Your instructions: How many lines of the entries below include the word "Some"? Answer with the number alone.

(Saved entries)
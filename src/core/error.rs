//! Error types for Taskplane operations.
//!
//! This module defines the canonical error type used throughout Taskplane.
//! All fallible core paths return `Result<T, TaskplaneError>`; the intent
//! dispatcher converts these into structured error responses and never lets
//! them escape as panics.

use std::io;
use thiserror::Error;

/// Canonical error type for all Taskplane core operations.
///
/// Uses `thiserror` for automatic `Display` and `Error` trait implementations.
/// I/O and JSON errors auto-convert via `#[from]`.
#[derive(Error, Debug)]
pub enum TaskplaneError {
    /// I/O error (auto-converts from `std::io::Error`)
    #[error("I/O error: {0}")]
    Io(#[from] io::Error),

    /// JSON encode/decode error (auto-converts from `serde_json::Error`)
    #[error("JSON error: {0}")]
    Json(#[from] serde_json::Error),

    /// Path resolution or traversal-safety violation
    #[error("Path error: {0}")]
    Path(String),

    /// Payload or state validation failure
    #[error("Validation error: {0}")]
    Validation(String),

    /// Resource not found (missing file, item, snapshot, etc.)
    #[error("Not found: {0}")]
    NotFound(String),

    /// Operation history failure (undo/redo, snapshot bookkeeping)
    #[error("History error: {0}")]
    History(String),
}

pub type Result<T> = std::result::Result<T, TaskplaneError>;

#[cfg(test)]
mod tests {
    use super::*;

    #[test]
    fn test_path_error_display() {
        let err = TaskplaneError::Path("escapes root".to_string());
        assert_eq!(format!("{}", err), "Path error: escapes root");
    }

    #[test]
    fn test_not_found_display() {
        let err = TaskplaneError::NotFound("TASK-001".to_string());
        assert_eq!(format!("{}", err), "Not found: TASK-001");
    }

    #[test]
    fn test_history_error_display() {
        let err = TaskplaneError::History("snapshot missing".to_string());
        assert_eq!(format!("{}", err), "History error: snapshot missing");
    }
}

==

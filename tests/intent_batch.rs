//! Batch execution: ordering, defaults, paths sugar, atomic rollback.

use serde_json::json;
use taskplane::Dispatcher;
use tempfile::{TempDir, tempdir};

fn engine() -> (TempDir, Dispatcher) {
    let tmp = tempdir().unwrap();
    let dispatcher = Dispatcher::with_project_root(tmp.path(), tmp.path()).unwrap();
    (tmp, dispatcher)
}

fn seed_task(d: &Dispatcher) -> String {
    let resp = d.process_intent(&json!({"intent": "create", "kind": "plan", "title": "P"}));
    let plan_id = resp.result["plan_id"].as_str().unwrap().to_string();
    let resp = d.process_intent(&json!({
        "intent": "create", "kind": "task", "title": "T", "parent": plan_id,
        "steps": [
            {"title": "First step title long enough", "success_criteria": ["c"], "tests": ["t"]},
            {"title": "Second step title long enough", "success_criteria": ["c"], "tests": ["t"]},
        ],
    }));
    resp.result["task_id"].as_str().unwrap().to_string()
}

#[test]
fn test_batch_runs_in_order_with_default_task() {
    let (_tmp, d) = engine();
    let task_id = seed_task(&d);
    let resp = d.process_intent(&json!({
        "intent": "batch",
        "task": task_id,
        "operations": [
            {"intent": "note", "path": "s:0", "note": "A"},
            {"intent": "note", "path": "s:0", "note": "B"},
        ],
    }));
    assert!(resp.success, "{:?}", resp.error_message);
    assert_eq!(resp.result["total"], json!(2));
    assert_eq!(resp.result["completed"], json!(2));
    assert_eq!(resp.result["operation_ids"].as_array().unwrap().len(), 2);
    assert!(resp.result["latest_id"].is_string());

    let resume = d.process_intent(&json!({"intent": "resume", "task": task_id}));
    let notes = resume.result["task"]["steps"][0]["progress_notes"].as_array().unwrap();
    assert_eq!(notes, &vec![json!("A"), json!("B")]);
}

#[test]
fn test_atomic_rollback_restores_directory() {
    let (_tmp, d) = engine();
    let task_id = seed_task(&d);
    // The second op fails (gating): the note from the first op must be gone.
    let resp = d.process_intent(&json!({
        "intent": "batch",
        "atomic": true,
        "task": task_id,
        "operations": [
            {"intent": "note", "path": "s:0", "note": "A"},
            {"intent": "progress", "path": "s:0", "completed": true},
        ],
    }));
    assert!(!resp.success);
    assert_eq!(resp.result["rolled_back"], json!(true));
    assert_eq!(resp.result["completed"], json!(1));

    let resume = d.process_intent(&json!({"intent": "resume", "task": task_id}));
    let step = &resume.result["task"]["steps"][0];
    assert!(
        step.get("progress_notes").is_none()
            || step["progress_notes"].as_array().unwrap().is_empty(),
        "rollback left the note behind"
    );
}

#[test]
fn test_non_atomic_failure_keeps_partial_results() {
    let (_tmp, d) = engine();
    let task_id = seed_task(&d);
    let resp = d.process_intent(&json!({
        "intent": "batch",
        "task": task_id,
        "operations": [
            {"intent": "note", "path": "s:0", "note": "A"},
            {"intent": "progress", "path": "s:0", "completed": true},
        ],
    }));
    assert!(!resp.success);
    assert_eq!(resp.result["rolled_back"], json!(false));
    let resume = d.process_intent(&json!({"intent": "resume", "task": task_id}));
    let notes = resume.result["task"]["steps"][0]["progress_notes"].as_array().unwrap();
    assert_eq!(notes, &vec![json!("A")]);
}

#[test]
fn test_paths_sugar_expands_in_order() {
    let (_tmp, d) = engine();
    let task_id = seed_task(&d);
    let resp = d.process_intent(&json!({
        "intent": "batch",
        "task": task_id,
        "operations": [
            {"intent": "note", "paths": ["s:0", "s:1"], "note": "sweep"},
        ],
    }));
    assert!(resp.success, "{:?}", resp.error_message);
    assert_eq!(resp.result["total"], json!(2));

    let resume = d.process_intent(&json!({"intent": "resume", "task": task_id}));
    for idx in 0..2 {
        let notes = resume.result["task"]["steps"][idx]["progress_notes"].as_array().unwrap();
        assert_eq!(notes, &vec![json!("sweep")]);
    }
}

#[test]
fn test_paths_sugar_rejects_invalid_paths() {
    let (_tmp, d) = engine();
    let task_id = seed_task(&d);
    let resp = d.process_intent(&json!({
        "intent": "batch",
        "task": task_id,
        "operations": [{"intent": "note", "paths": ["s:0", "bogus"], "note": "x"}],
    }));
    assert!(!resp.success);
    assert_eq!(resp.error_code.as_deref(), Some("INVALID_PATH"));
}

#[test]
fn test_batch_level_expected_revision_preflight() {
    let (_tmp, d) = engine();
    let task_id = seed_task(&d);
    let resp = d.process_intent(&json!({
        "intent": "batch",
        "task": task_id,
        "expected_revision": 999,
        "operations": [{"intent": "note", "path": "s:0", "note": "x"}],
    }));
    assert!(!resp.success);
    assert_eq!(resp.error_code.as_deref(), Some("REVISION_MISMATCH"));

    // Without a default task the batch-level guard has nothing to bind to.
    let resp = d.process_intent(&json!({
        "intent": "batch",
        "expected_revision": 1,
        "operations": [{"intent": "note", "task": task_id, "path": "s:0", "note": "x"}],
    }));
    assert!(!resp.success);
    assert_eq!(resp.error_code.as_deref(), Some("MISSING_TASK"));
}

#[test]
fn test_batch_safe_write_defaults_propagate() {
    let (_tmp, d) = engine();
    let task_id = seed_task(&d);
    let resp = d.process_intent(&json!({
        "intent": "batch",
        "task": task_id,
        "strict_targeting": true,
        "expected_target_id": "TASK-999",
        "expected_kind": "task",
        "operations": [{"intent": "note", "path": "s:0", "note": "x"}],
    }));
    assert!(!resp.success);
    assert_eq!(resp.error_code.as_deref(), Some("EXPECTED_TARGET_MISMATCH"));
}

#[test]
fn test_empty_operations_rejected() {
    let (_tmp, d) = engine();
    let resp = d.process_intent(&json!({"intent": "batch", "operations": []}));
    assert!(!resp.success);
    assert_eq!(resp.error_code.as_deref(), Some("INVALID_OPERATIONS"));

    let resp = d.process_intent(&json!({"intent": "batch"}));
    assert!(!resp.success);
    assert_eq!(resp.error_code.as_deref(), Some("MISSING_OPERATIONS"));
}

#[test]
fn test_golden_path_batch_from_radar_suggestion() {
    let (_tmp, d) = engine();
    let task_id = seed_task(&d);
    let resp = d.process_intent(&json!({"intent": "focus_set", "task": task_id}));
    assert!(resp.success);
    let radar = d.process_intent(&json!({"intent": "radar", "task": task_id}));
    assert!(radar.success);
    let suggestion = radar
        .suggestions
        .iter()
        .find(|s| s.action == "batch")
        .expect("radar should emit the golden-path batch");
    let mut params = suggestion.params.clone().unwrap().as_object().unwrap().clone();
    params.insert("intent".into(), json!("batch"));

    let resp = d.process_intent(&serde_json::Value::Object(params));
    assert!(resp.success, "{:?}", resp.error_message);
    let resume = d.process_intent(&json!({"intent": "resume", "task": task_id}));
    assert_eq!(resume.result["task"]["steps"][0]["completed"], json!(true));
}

Output below: 6